> _WHAT THE EXERCISE ASKS_
Lines in which "payload" appears should be pulled from the data below.

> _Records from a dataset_

● ● ● ●

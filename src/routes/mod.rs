//! Canonical route reference data and resolution.
//!
//! Routes are static lookup data keyed by a short code, in two variants:
//! on-time finishes and late finishes. The codes must match those used by
//! the event scoring system. As of 2024 the routes are bidirectional to
//! minimize certificate reprints so the 'via' contents need not be
//! reorganized.

/// Canonical metadata for one route variant.
#[derive(Debug, Clone, Copy, PartialEq, Eq)]
pub struct Route {
    pub start: &'static str,
    pub via: &'static str,
    pub finish: &'static str,
    pub ride_name: &'static str,
    pub miles: i64,
}

const NORTH_VIA: &str = "Berwick-upon-Tweed, Wick and Fort William";
const SOUTH_VIA: &str = "Bangor, Barnstaple, Andover and Lowestoft";
const FIVE_VIA: &str = "Workington, Berwick-upon-Tweed and Beverley";
const SQUIRES: &str = "Squires cafe";

/// On-time route table.
const ON_TIME: &[(&str, Route)] = &[
    ("A-NCW", Route { start: SQUIRES, via: NORTH_VIA, finish: SQUIRES, ride_name: "RBLR1000-NC", miles: 1006 }),
    ("B-NAC", Route { start: SQUIRES, via: NORTH_VIA, finish: SQUIRES, ride_name: "RBLR1000-NA", miles: 1006 }),
    ("C-SCW", Route { start: SQUIRES, via: SOUTH_VIA, finish: SQUIRES, ride_name: "RBLR1000-SC", miles: 1015 }),
    ("D-SAC", Route { start: SQUIRES, via: SOUTH_VIA, finish: SQUIRES, ride_name: "RBLR1000-SA", miles: 1015 }),
    ("E-5CW", Route { start: SQUIRES, via: FIVE_VIA, finish: SQUIRES, ride_name: "RBLR1000-5C", miles: 504 }),
    ("E-5AC", Route { start: SQUIRES, via: FIVE_VIA, finish: SQUIRES, ride_name: "RBLR1000-5A", miles: 504 }),
];

/// Late-finisher route table.
const LATE: &[(&str, Route)] = &[
    ("A-NCW", Route { start: SQUIRES, via: NORTH_VIA, finish: SQUIRES, ride_name: "RBLR1000+NC", miles: 1006 }),
    ("B-NAC", Route { start: SQUIRES, via: NORTH_VIA, finish: SQUIRES, ride_name: "RBLR1000+NA", miles: 1006 }),
    ("C-SCW", Route { start: SQUIRES, via: SOUTH_VIA, finish: SQUIRES, ride_name: "RBLR1000+SC", miles: 1015 }),
    ("D-SAC", Route { start: SQUIRES, via: SOUTH_VIA, finish: SQUIRES, ride_name: "RBLR1000+SA", miles: 1015 }),
    ("E-5CW", Route { start: SQUIRES, via: FIVE_VIA, finish: SQUIRES, ride_name: "RBLR1000+5C", miles: 504 }),
    ("E-5AC", Route { start: SQUIRES, via: FIVE_VIA, finish: SQUIRES, ride_name: "RBLR1000+5A", miles: 504 }),
];

fn table(late_finisher: bool) -> &'static [(&'static str, Route)] {
    if late_finisher {
        LATE
    } else {
        ON_TIME
    }
}

fn find(entries: &[(&'static str, Route)], code: &str) -> Option<(&'static str, Route)> {
    entries.iter().find(|(c, _)| *c == code).copied()
}

/// Resolve a route code to canonical metadata, returning the code the
/// metadata was actually resolved under.
///
/// An unknown code falls back to `default_code`; an unknown default falls
/// back to the first table entry.
pub fn resolve(code: &str, late_finisher: bool, default_code: &str) -> (&'static str, Route) {
    let entries = table(late_finisher);

    if let Some(found) = find(entries, code) {
        return found;
    }

    tracing::warn!(code, default_code, "unknown route code, substituting default");

    find(entries, default_code).unwrap_or(entries[0])
}
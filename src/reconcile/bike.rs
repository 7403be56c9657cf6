//! Bike resolution against the roster.
//!
//! A bike is matched per rider by description, accepting either the same
//! registration or a record whose registration is still empty. A record
//! with no registration can be claimed by a later registration update, but
//! a stored registration is never overwritten.

use crate::storage::database::{Database, DatabaseError};

/// A bike roster entry as stored.
#[derive(Debug, Clone)]
pub struct Bike {
    pub bike_id: i64,
    pub rider_id: i64,
    pub description: String,
    pub registration: Option<String>,
    /// Odometer unit: true = kilometres, false = miles
    pub kms_odo: bool,
}

/// Resolve a bike for a rider, creating it when no record matches.
pub fn resolve_bike(
    db: &Database,
    rider_id: i64,
    description: &str,
    registration: &str,
    kms_odo: bool,
) -> Result<i64, DatabaseError> {
    match db.find_bike(rider_id, description, registration)? {
        Some(bike_id) => {
            db.claim_bike_registration(bike_id, rider_id, registration, kms_odo)?;
            Ok(bike_id)
        }
        None => {
            let bike_id = db.next_bike_id()?;
            db.insert_bike(bike_id, rider_id, description, registration, kms_odo)?;
            tracing::debug!(bike_id, rider_id, description, "new bike inserted");
            Ok(bike_id)
        }
    }
}
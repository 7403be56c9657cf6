//! Structured results-document parser.

use crate::import::types::{ParseError, ResultsDocument};

/// Decode a structured results export.
pub fn parse_results(payload: &str) -> Result<ResultsDocument, ParseError> {
    serde_json::from_str(payload).map_err(|e| ParseError::InvalidDocument(e.to_string()))
}
//! Storage module for database and configuration.

pub mod config;
pub mod database;
pub mod schema;

pub use config::{load_config, ConfigError, ImportConfig};
pub use database::{Database, DatabaseError};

● ● ● ●

> _EXERCISE SOLUTION_
pub fn parse_results(payload: &str) -> Result<ResultsDocument, ParseError> {
    serde_json::from_str(payload).map_err(|e| ParseError::InvalidDocument(e.to_string()))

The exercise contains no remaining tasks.